PROBLEM:
What you need to produce from the material below is an exact transcription of the lines from the one with "listing for people" through the one with "use serde::Serialize;", both included, and no other line.

DATA EXTRACT:

.....

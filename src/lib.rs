//! dupsafe - duplicate file finder that never deletes the last copy
//!
//! A two-phase engine (size bucketing, then a bounded head/tail MD5
//! fingerprint) finds duplicate groups on a background worker with progress
//! and cancellation. A guarded selection store and a failure-isolating
//! deletion executor remove the extra copies.

pub mod actions;
pub mod app;
pub mod cli;
pub mod config;
pub mod duplicates;
pub mod engine;
pub mod error;
pub mod logging;
pub mod output;
pub mod progress;
pub mod scanner;
pub mod signal;

pub use app::run_app;
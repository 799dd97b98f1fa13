//! Output formatters for scan results.
//!
//! - [`text`]: coloured listing for people
//! - [`json`]: machine-readable output for scripting
//!
//! # Example
//!
//! ```no_run
//! use dupsafe::duplicates::{GroupStore, Scanner};
//! use dupsafe::error::ExitCode;
//! use dupsafe::output::JsonOutput;
//! use std::path::Path;
//!
//! let scan = Scanner::default().scan(Path::new(".")).unwrap();
//! let store = GroupStore::from_scan(&scan);
//!
//! let output = JsonOutput::new(&store, &scan, ExitCode::Success);
//! println!("{}", output.to_json_pretty().unwrap());
//! ```

pub mod json;
pub mod text;

use std::path::PathBuf;

use serde::Serialize;

pub use json::JsonOutput;

/// A mark command from the command line that was not applied.
#[derive(Debug, Clone, PartialEq, Eq, Serialize)]
pub struct MarkRefusal {
    /// The path named in the command
    pub path: PathBuf,
    /// Why it was not applied
    pub reason: String,
}
//! Background scan execution.
//!
//! [`ScanEngine`] runs at most one scan at a time on a dedicated worker
//! thread. Progress arrives on an mpsc channel carried by the returned
//! [`ScanHandle`]; the final [`ScanResult`] is collected with
//! [`ScanHandle::join`].
//!
//! # Example
//!
//! ```no_run
//! use dupsafe::engine::ScanEngine;
//! use std::path::Path;
//!
//! let engine = ScanEngine::new();
//! let handle = engine.start_scan(Path::new(".")).unwrap();
//!
//! for percent in handle.progress() {
//!     println!("{percent}%");
//! }
//!
//! let result = handle.join().unwrap();
//! println!("{} groups", result.groups.len());
//! ```

use std::io;
use std::path::Path;
use std::sync::atomic::{AtomicBool, Ordering};
use std::sync::mpsc::{self, Receiver};
use std::sync::Arc;
use std::thread::{self, JoinHandle};

use thiserror::Error;

use crate::duplicates::{ScanResult, Scanner, ScannerConfig};
use crate::progress::ChannelSink;
use crate::scanner::ScanError;
use crate::signal::CancelToken;

/// Name of the scan worker thread.
pub const WORKER_THREAD_NAME: &str = "dupsafe-scan";

/// Errors from starting or finishing a background scan.
#[derive(Debug, Error)]
pub enum EngineError {
    /// A scan is already running on this engine.
    #[error("a scan is already in progress")]
    ScanInProgress,

    /// The root path was rejected.
    #[error(transparent)]
    InvalidPath(#[from] ScanError),

    /// The worker thread panicked.
    #[error("scan worker panicked")]
    WorkerPanicked,

    /// The worker thread could not be spawned.
    #[error("failed to spawn scan worker: {0}")]
    Spawn(#[source] io::Error),
}

/// Clears the busy flag when the worker finishes, even by panicking.
struct BusyGuard(Arc<AtomicBool>);

impl Drop for BusyGuard {
    fn drop(&mut self) {
        self.0.store(false, Ordering::SeqCst);
    }
}

/// Owner of the single scan worker.
#[derive(Debug, Clone, Default)]
pub struct ScanEngine {
    busy: Arc<AtomicBool>,
    cancel: CancelToken,
}

impl ScanEngine {
    /// Create an idle engine with its own cancel token.
    #[must_use]
    pub fn new() -> Self {
        Self::default()
    }

    /// Drive cancellation from an existing token (e.g. the Ctrl+C token).
    #[must_use]
    pub fn with_cancel_token(mut self, token: CancelToken) -> Self {
        self.cancel = token;
        self
    }

    /// Check if a scan is running.
    #[must_use]
    pub fn is_scanning(&self) -> bool {
        self.busy.load(Ordering::SeqCst)
    }

    /// Request cancellation of the running scan.
    ///
    /// The worker stops at its next per-file checkpoint.
    pub fn cancel(&self) {
        if self.is_scanning() {
            log::info!("Cancelling scan");
        }
        self.cancel.cancel();
    }

    /// Validate `root` and start scanning it on the worker thread.
    ///
    /// # Errors
    ///
    /// - `InvalidPath` if `root` is missing or not a directory
    /// - `ScanInProgress` if another scan has not finished
    /// - `Spawn` if the thread cannot be created
    pub fn start_scan(&self, root: &Path) -> Result<ScanHandle, EngineError> {
        ScanError::check_root(root)?;

        if self
            .busy
            .compare_exchange(false, true, Ordering::SeqCst, Ordering::SeqCst)
            .is_err()
        {
            log::warn!("Refusing to start a scan of {}: busy", root.display());
            return Err(EngineError::ScanInProgress);
        }
        let guard = BusyGuard(Arc::clone(&self.busy));
        self.cancel.reset();

        let (tx, rx) = mpsc::channel();
        let scanner = Scanner::new(
            ScannerConfig::default()
                .with_progress_sink(Arc::new(ChannelSink::new(tx)))
                .with_cancel_token(self.cancel.clone()),
        );
        let root = root.to_path_buf();

        // On spawn failure the closure, and the guard with it, is dropped.
        let worker = thread::Builder::new()
            .name(WORKER_THREAD_NAME.to_string())
            .spawn(move || {
                let _guard = guard;
                scanner.scan(&root)
            })
            .map_err(EngineError::Spawn)?;

        Ok(ScanHandle {
            progress: rx,
            worker,
            cancel: self.cancel.clone(),
        })
    }
}

/// A running scan.
#[derive(Debug)]
pub struct ScanHandle {
    progress: Receiver<u8>,
    worker: JoinHandle<Result<ScanResult, ScanError>>,
    cancel: CancelToken,
}

impl ScanHandle {
    /// Progress percentages, non-decreasing. The channel closes when the
    /// worker finishes.
    #[must_use]
    pub fn progress(&self) -> &Receiver<u8> {
        &self.progress
    }

    /// Request cancellation of this scan.
    pub fn cancel(&self) {
        self.cancel.cancel();
    }

    /// Check if the worker has finished.
    #[must_use]
    pub fn is_finished(&self) -> bool {
        self.worker.is_finished()
    }

    /// Forward every progress value to `on_progress`, then join.
    ///
    /// # Errors
    ///
    /// Same as [`ScanHandle::join`].
    pub fn wait_with_progress(
        self,
        mut on_progress: impl FnMut(u8),
    ) -> Result<ScanResult, EngineError> {
        for percent in self.progress.iter() {
            on_progress(percent);
        }
        self.join()
    }

    /// Wait for the worker and return its result.
    ///
    /// # Errors
    ///
    /// - `WorkerPanicked` if the worker panicked
    /// - `InvalidPath` if the root vanished before the worker started
    pub fn join(self) -> Result<ScanResult, EngineError> {
        let result = self
            .worker
            .join()
            .map_err(|_| EngineError::WorkerPanicked)??;
        Ok(result)
    }
}

#[cfg(test)]
mod tests {
    use super::*;
    use std::fs;
    use tempfile::TempDir;

    fn tree_with_duplicates(count: usize) -> TempDir {
        let dir = TempDir::new().unwrap();
        for i in 0..count {
            fs::write(dir.path().join(format!("f{i:03}")), [7u8; 64]).unwrap();
        }
        dir
    }

    #[test]
    fn test_scan_runs_to_completion() {
        let dir = tree_with_duplicates(4);
        let engine = ScanEngine::new();

        let handle = engine.start_scan(dir.path()).unwrap();
        let mut seen = Vec::new();
        let result = handle.wait_with_progress(|p| seen.push(p)).unwrap();

        assert_eq!(result.groups.len(), 1);
        assert_eq!(result.total_files_scanned, 4);
        assert!(seen.windows(2).all(|w| w[0] <= w[1]));
        assert_eq!(seen.last(), Some(&100));
        assert!(!engine.is_scanning());
    }

    #[test]
    fn test_invalid_root_rejected_before_spawn() {
        let engine = ScanEngine::new();
        let err = engine
            .start_scan(Path::new("/definitely/not/here"))
            .unwrap_err();

        assert!(matches!(err, EngineError::InvalidPath(ScanError::PathNotFound(_))));
        assert!(!engine.is_scanning());
    }

    #[test]
    fn test_second_scan_rejected_while_busy() {
        let dir = tree_with_duplicates(2);
        let engine = ScanEngine::new();
        engine.busy.store(true, Ordering::SeqCst);

        assert!(matches!(
            engine.start_scan(dir.path()),
            Err(EngineError::ScanInProgress)
        ));

        engine.busy.store(false, Ordering::SeqCst);
        let handle = engine.start_scan(dir.path()).unwrap();
        handle.join().unwrap();
    }

    #[test]
    fn test_engine_is_reusable() {
        let dir = tree_with_duplicates(3);
        let engine = ScanEngine::new();

        let first = engine.start_scan(dir.path()).unwrap().join().unwrap();
        let second = engine.start_scan(dir.path()).unwrap().join().unwrap();

        assert_eq!(first.groups.len(), second.groups.len());
    }

    #[test]
    fn test_cancel_after_progress_returns_partial() {
        let dir = tree_with_duplicates(50);
        let engine = ScanEngine::new();
        let handle = engine.start_scan(dir.path()).unwrap();

        // Wait for the first value then cancel.
        let first = handle.progress().recv().ok();
        engine.cancel();
        let result = handle.join().unwrap();

        assert!(first.is_some());
        // A single bucket: either it finished before cancel, or nothing did.
        assert!(result.groups.len() <= 1);
        if result.cancelled {
            assert!(result.groups.is_empty());
        }
    }

    #[test]
    fn test_start_resets_previous_cancel() {
        let dir = tree_with_duplicates(2);
        let engine = ScanEngine::new();
        engine.cancel();

        let result = engine.start_scan(dir.path()).unwrap().join().unwrap();
        assert!(!result.cancelled);
        assert_eq!(result.groups.len(), 1);
    }
}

.....

RESPONSE AREA:
//! - [`text`]: coloured listing for people
//! - [`json`]: machine-readable output for scripting
//!
//! # Example
//!
//! ```no_run
//! use dupsafe::duplicates::{GroupStore, Scanner};
//! use dupsafe::error::ExitCode;
//! use dupsafe::output::JsonOutput;
//! use std::path::Path;
//!
//! let scan = Scanner::default().scan(Path::new(".")).unwrap();
//! let store = GroupStore::from_scan(&scan);
//!
//! let output = JsonOutput::new(&store, &scan, ExitCode::Success);
//! println!("{}", output.to_json_pretty().unwrap());
//! ```

pub mod json;
pub mod text;

use std::path::PathBuf;

use serde::Serialize;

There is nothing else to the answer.